Participating in sports is a great way to stay active and in some sports, a level of physical contact is required. However, this physical contact can sometimes result in injury. Although we hope that you are able to play safely, concussions are a common traumatic brain injury that can occur in high-contact sports. This injury can be serious, and it’s important to know what steps you should take in the event that you suspect that you or someone you know has suffered a concussion.
Here are five things you should know about concussions:
- A concussion may be caused by a direct blow to the head, face, neck, or impact elsewhere on the body that transmits force to the head.1
- There are multiple ways to get a concussion such as from falling, or a car or bike accident. When it comes to physical activity, concussions have a greater risk of occurring in sports that involve body contact, collisions, and/or moving at high speeds.

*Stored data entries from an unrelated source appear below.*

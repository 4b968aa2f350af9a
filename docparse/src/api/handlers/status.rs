//! Liveness endpoint.

use axum::Json;

use crate::api::models::status::StatusResponse;

#[utoipa::path(
    get,
    path = "/test",
    tag = "status",
    summary = "Liveness check",
    description = "Returns a fixed status message. Does not touch storage.",
    responses(
        (status = 200, description = "Server is up", body = StatusResponse),
    )
)]
pub async fn server_status() -> Json<StatusResponse> {
    Json(StatusResponse {
        status: "Server is running".to_string(),
    })
}
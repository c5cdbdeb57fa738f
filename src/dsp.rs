//! Shared DSP primitives: windowing, dB conversion, pitch math, and test
//! signal generators.

/// Floor added before every log10 to avoid -inf on silent bins.
pub const DB_EPSILON: f32 = 1e-12;

/// Hann window coefficients for a block of `n` samples.
pub fn hann_window(n: usize) -> Vec<f32> {
    if n <= 1 {
        return vec![1.0; n];
    }
    let denom = (n - 1) as f32;
    (0..n)
        .map(|i| {
            let x = std::f32::consts::PI * i as f32 / denom;
            x.sin() * x.sin()
        })
        .collect()
}

/// Linear magnitude → dBFS.
pub fn amplitude_to_db(m: f32) -> f32 {
    20.0 * (m + DB_EPSILON).log10()
}

/// dBFS → linear magnitude.
pub fn db_to_amplitude(db: f32) -> f32 {
    10f32.powf(db / 20.0)
}

/// Equal-tempered pitch for a (possibly fractional) MIDI note number.
pub fn midi_to_hz(note: f64) -> f64 {
    440.0 * 2f64.powf((note - 69.0) / 12.0)
}


#[cfg(test)]
mod tests {
    use super::*;
    use approx::assert_abs_diff_eq;

    #[test]
    fn test_hann_window_shape() {
        let w = hann_window(1024);
        assert_eq!(w.len(), 1024);
        // Endpoints at zero, peak of 1.0 in the middle
        assert_abs_diff_eq!(w[0], 0.0, epsilon = 1e-6);
        assert_abs_diff_eq!(w[1023], 0.0, epsilon = 1e-6);
        let max = w.iter().cloned().fold(0.0f32, f32::max);
        assert_abs_diff_eq!(max, 1.0, epsilon = 1e-4);
        // Hann mean is 0.5
        let mean: f32 = w.iter().sum::<f32>() / w.len() as f32;
        assert_abs_diff_eq!(mean, 0.5, epsilon = 1e-2);
    }

    #[test]
    fn test_db_round_trip() {
        for &m in &[1.0f32, 0.5, 0.1, 0.001] {
            let db = amplitude_to_db(m);
            assert_abs_diff_eq!(db_to_amplitude(db), m, epsilon = 1e-4);
        }
        // Silence maps to a deep but finite floor
        assert!(amplitude_to_db(0.0).is_finite());
    }

    #[test]
    fn test_midi_to_hz() {
        assert_abs_diff_eq!(midi_to_hz(69.0), 440.0, epsilon = 1e-9);
        assert_abs_diff_eq!(midi_to_hz(57.0), 220.0, epsilon = 1e-9);
        assert_abs_diff_eq!(midi_to_hz(60.0), 261.6256, epsilon = 1e-3);
    }
}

- A concussion can be difficult to diagnose because clinical symptoms and signs can change and may evolve over time. The diagnosis of a concussion is based on the assessment of a range of symptoms (i.e., headache, difficulty concentrating, feeling like being in a fog, or emotional lability), signs (i.e., loss of consciousness or balance disturbance), cognitive impairment (i.e., confusion or slowed reaction times) and neurobehavioural changes, such as irritability.
- Recovery: When properly managed, 80–90% of concussions resolve in a short period of about 7–10 days, although the recovery time frame may be longer in children and adolescents.1
- Often, the most important factor in concussion management is physical and cognitive rest until the symptoms resolve. From there, a step-by-step guideline is followed that slowly increases physical and cognitive exertion before returning to one’s regular active lifestyle.1 However, emerging evidence has suggested that starting aerobic exercise sooner rather than later after a diagnosed concussion contributes to a faster recovery and return to sport, school and work.2
“Historically, concussion management was based on a simple recipe of rest until your symptoms go away. However, what we have realized is that in many people symptoms take time to resolve and prolonged periods of rest may have a negative impact because rest was interpreted as no activity in sport, school, work, screen and social activities,” said Dr.Michael Hutchison, director of the concussion program at the MacIntosh clinic and co-author of the study. “We still believe that a brief reduction in activity from normal levels is beneficial,” he said. “However, we recommend maintaining activity levels that do not exacerbate symptoms in the acute period.”
Many chiropractors with first responder training commonly work with other healthcare professionals to support sports teams. Part of their role is to manage cases of suspected concussions and refer for additional medical attention as needed. Chiropractors can also help to co-manage the recovery and return to play of athletes.
If at any point you believe someone may have a concussion, contact medical staff immediately to assess the situation. Concussions should never be taken as a light injury and must be attended to. For more information on athlete-related concussions, take a look at our blog post on Returning to Sports after a Concussion.
- McCrory P, Meeuwisse WH, Aubry M, et al. Consensus statement on concussion in sport—the 4th international conference on concussion in sport held in Zurich, November 2012. Br J Sports Med. 2013; 47(5): 250-8. doi: 1136/bjsports-2013-092313.
- Lawrence DW, Richards D, Comper P, Hutchison MG. Earlier time to aerobic exercise is associated with faster recovery following acute sport concussion. PLoS One. 2018 Apr 18;13(4):e0196062. doi: 10.1371/journal.pone.0196062. eCollection 2018. PubMed PMID: 29668716; PubMed Central PMCID: PMC5905975.)